New York Times | Editorial
November 27, 2008
New York City and its teachers’ union took an important step when they agreed to abandon a rule that allowed senior teachers to transfer into any school they wished, often bumping younger teachers from their jobs. The new policy, which allows principals to reject unwanted applicants, has put an end to disruptive transfers and made it easier for schools to build coherent teams.
The new system is not perfect. It has unfortunately created an incentive for principals to pass over the most experienced teachers — who can earn $100,000 a year — in favor of new teachers who cost about half that much. The passed-over teachers, whose jobs are guaranteed under the union contract, end up in a “reserve pool,” where they typically work as substitutes, while the central administration budget pays their full salaries. The cost to the city is estimated at $74 million a year.

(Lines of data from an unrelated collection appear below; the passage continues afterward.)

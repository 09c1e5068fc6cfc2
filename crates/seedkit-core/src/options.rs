use std::collections::BTreeMap;
use std::fmt;
use std::str::FromStr;

use serde::{Deserialize, Serialize};
use serde_json::Value;

use crate::schema::{FieldId, FieldKey};

/// Whether a field is generated for every record, some records, or none.
#[derive(Debug, Clone, Copy, PartialEq, Eq, Default, Serialize, Deserialize)]
#[serde(rename_all = "snake_case")]
pub enum Populate {
    #[default]
    Off,
    Always,
    Sparse,
}

impl Populate {
    /// Parse a raw population mode; absent or empty input means `off`.
    pub fn parse(raw: Option<&str>) -> Result<Self, String> {
        match raw.map(str::trim) {
            None | Some("") => Ok(Populate::Off),
            Some(value) => value.parse(),
        }
    }

    pub fn is_populated(&self) -> bool {
        !matches!(self, Populate::Off)
    }
}

impl FromStr for Populate {
    type Err = String;

    fn from_str(value: &str) -> Result<Self, Self::Err> {
        match value {
            "off" => Ok(Populate::Off),
            "always" => Ok(Populate::Always),
            "sparse" => Ok(Populate::Sparse),
            other => Err(format!("unknown population mode '{other}'")),
        }
    }
}

impl fmt::Display for Populate {
    fn fmt(&self, f: &mut fmt::Formatter<'_>) -> fmt::Result {
        let value = match self {
            Populate::Off => "off",
            Populate::Always => "always",
            Populate::Sparse => "sparse",
        };
        f.write_str(value)
    }
}

/// Validated configuration of one populated field, reused across iterations.
#[derive(Debug, Clone, PartialEq, Serialize, Deserialize)]
pub struct FieldOptions {
    pub field_id: FieldId,
    pub key: FieldKey,
    /// Resolved field type.
    pub field_type: String,
    pub field_name: String,
    pub populate: Populate,
    /// Raw setting values by setting name, copied whether valid or not.
    pub settings: BTreeMap<String, String>,
    /// Count declared by the plugin's settings, if any.
    pub count: Option<u32>,
    /// Plugin-specific configuration parsed from additional raw input.
    pub extra: Value,
}

impl FieldOptions {
    /// Setting value, treating empty strings as absent.
    pub fn setting(&self, name: &str) -> Option<&str> {
        self.settings
            .get(name)
            .map(|value| value.trim())
            .filter(|value| !value.is_empty())
    }
}
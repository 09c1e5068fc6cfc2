use std::collections::BTreeSet;

use seedkit_core::{ResolvedType, Schema, SchemaId, SchemaProvider, TypeCatalog};
use seedkit_request::{IssueKind, SeedIssue};

/// Fetch a schema document and resolve it, title field included.
pub fn resolve_schema(
    provider: &dyn SchemaProvider,
    schema_id: SchemaId,
) -> Result<Schema, SeedIssue> {
    let definition = provider.get_schema(schema_id).ok_or_else(|| {
        SeedIssue::new(
            IssueKind::UnknownSchema,
            "unknown_schema",
            format!("schema {schema_id} not found"),
        )
    })?;

    Schema::from_definition(definition).map_err(|err| {
        SeedIssue::invalid_input("invalid_schema", format!("schema {schema_id}: {err}"))
    })
}

/// Resolve the effective type of every field of a schema, in schema order.
pub fn resolve_field_types(schema: &Schema, catalog: &TypeCatalog) -> Vec<ResolvedType> {
    schema
        .fields
        .iter()
        .map(|field| catalog.resolve(&field.field_type))
        .collect()
}

/// Distinct resolved types referenced by a schema.
pub fn referenced_types(resolved: &[ResolvedType]) -> BTreeSet<String> {
    resolved.iter().map(|ty| ty.name.clone()).collect()
}
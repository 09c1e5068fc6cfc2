use fake::Fake;
use fake::faker::lorem::en::Word;
use rand::{Rng, RngCore};

const SENTENCE_MIN_WORDS: usize = 4;
const SENTENCE_MAX_WORDS: usize = 10;
const PARAGRAPH_MIN_SENTENCES: usize = 2;
const PARAGRAPH_MAX_SENTENCES: usize = 5;

pub fn words(count: usize, rng: &mut dyn RngCore) -> Vec<String> {
    (0..count)
        .map(|_| {
            let word: String = Word().fake_with_rng(rng);
            word
        })
        .collect()
}

pub fn sentence(rng: &mut dyn RngCore) -> String {
    let count = rng.random_range(SENTENCE_MIN_WORDS..=SENTENCE_MAX_WORDS);
    let mut value = capitalize(&words(count, rng).join(" "));
    value.push('.');
    value
}

pub fn paragraph(rng: &mut dyn RngCore) -> String {
    let count = rng.random_range(PARAGRAPH_MIN_SENTENCES..=PARAGRAPH_MAX_SENTENCES);
    (0..count)
        .map(|_| sentence(rng))
        .collect::<Vec<_>>()
        .join(" ")
}

/// Cut `value` to at most `max_chars` characters without a trailing space.
pub fn truncate_chars(value: &str, max_chars: usize) -> String {
    match value.char_indices().nth(max_chars) {
        Some((idx, _)) => value[..idx].trim_end().to_string(),
        None => value.to_string(),
    }
}

fn capitalize(value: &str) -> String {
    let mut chars = value.chars();
    match chars.next() {
        Some(first) => first.to_uppercase().chain(chars).collect(),
        None => String::new(),
    }
}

The city and the union have now agreed on a new initiative that should cut costs while helping the best reserve pool teachers find permanent positions. Under the new rules, schools that fill vacancies from the pool will receive a small bonus and a significant salary subsidy that holds them harmless for up to eight years.
If all goes as planned, principals will seek out the best teachers from the reserve pool, no matter how high their salaries. That still leaves a crucial question unanswered: what to do with reserve teachers whose records of poor performance make it unlikely that they will be hired.
Within a year or so, the city should know which teachers were passed over for salary reasons and which ones have languished in the reserve pool because of poor performance. Once the data is in, the city and the union will need to negotiate a plan for ushering the inadequate teachers out of the system.